Tuesday, September 04, 2007


The Rev. Dana Prom Smith, S.T.D., Ph.D. (9/4/07)

Aunt Emily was an elderly, pale, downy-faced myopic Fundamentalist with killer halitosis and a bristling mustache. For seventeen years during my childhood and adolescence she repeatedly announced that the end of the world was “just around the corner” and that I had best get ready for the coming apocalypse. The last time I heard her end-of-the-world sermon was the day I left home for shipment overseas. I feared that the end of my world was just around the corner. Like James Thurber’s “The Get Ready Man,” she was a community curiosity along with the man who kept himself from falling down by hanging on to strap around his shoulder.

Aunt Emily urged me “to set my house in order.” I never understood what she had in mind. However, now I do. The end of the summer is upon us, and the first freeze, une petite apocalypse, is statistically scheduled to arrive September 21. It’s time to set our gardens in order. There is always some unpleasantness on the horizon for which we must get ready, April 15, final exams, I-17 to Phoenix, and September 21. For the skier, it might be the harbinger of glories to come. What’s one person’s meat is another person’s poison.

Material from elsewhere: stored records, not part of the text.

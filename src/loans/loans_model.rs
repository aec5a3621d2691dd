//! Loan domain models.

use chrono::NaiveDate;
use rust_decimal::Decimal;
use serde::{Deserialize, Serialize};

use crate::constants::FALLBACK_CURRENCY;
use crate::fx::resolve_currency;
use crate::utils::date_utils::days_until;

/// A loan record as returned by the collection endpoint.
#[derive(Debug, Clone, Serialize, Deserialize)]
pub struct Loan {
    pub id: i64,
    #[serde(default)]
    pub loan_name: Option<String>,
    #[serde(default)]
    pub loan_type: Option<String>,
    #[serde(default)]
    pub country: Option<String>,
    #[serde(default)]
    pub currency: Option<String>,
    #[serde(default)]
    pub principal_amount: Option<Decimal>,
    #[serde(default)]
    pub remaining_balance: Option<Decimal>,
    #[serde(default)]
    pub monthly_payment: Option<Decimal>,
    #[serde(default)]
    pub status: Option<String>,
    #[serde(default)]
    pub end_date: Option<NaiveDate>,
}

impl Loan {
    pub fn native_currency(&self) -> String {
        resolve_currency(
            self.currency.as_deref(),
            self.country.as_deref(),
            FALLBACK_CURRENCY,
        )
    }

    pub fn remaining(&self) -> Decimal {
        self.remaining_balance.unwrap_or_default()
    }

    pub fn is_active(&self) -> bool {
        self.status.as_deref() == Some("active")
    }

    /// Principal paid down so far; zero when either figure is missing.
    pub fn paid_down(&self) -> Decimal {
        match (self.principal_amount, self.remaining_balance) {
            (Some(principal), Some(remaining)) => principal - remaining,
            _ => Decimal::ZERO,
        }
    }

    /// Signed days until the loan's end date; negative when overdue.
    pub fn days_until_end(&self, today: NaiveDate) -> Option<i64> {
        self.end_date.map(|end| days_until(end, today))
    }
}

/// Roll-up over a user's loans, in the display currency.
#[derive(Debug, Clone, Default, Serialize)]
#[serde(rename_all = "camelCase")]
pub struct LoansSummary {
    pub total_remaining: Decimal,
    /// Principal paid down across loans where both figures are present.
    pub total_paid_down: Decimal,
    pub count: usize,
    pub active_count: usize,
    /// Loan ids ending within the next month (active loans only).
    pub upcoming_ids: Vec<i64>,
    pub display_currency: String,
}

What the Lord giveth, the Lord taketh away. We’re on the threshold of taketh away time in the garden. After the good times rolled during summer’s garden party, it’s time to clean up and put away. Even well-tended gardens accumulate debris, and debris is often a haven for creepy crawly, clandestine horticultural terrorists. Get rid of the debris and their cover is blown. It’s CIA outing time in the garden.

Once while I was taking a respite from picking weeds, Aunt Emily found me sleeping behind a huge eucalyptus tree. Poking me with her cane, she screeched in a thin crackle, “Go to the ant, thou sluggard; consider her ways.” Aunt Emily favored the Book of Proverbs. As a ten year old dawdler, I was a sluggard at picking weeds. Alas, now that I’m well past Aunt Emily’s age, I realize that autumn is not a time for sluggards or dawdlers. It is pruning time, a time to get ready for the death, desiccation, destruction, and decay of autumn and a time of gloriously beautiful trees.

The first to feel the knife are those spent, dried-up shoots, vines, and stalks, the likes of corn, hollyhocks, and sun flowers, those annuals and perennials who’ve lost their bloom or been blighted with powdery mildew. It’s sans merci. If pruning and pulling times are put off, then l’apocalypse grande will overwhelm a garden with piles of debris.

In addition to cut, pull, and trim, it’s save time, as in gladiolus corms and dahlia tubers. After the autumnal blitz has struck, they have to be saved because they cannot inherit the winter’s freeze. In short, like high maintenance beauties, they must needs be dusted and saved in a peat moss comforter.

After cut, pull, trim, and save, it’s time to get ready for spring, as in pruning trees and bushes to get rid of dead, diseased, and non-productive branches and stems so they’ll perform better next year. Pruning requires an artist’s touch to groom aesthetically.

It’s also a time to plant the rhizomes and bulbs of such beauties as irides, tulips, and daffodils. If there is one constant in gardening, it’s that there is always some pleasantness on the horizon. The trick is to plant now for glory in six months. Along with planting, nearly everything in the garden needs to be covered with some kind of mulch for the coming winter.

Finally, it’s time to prepare the soil in the vegetable and flower beds for spring, as in spading, digging in new compost and manure, and raking. After the get ready time of autumn, winter gardeners, like sluggards can lie down for a snooze. As they nap and nod with their seed catalogues and gardening magazines, they can dream of spring when, as the Cajuns would say, “Laissez les bons temps rouler” (Let the good times roll).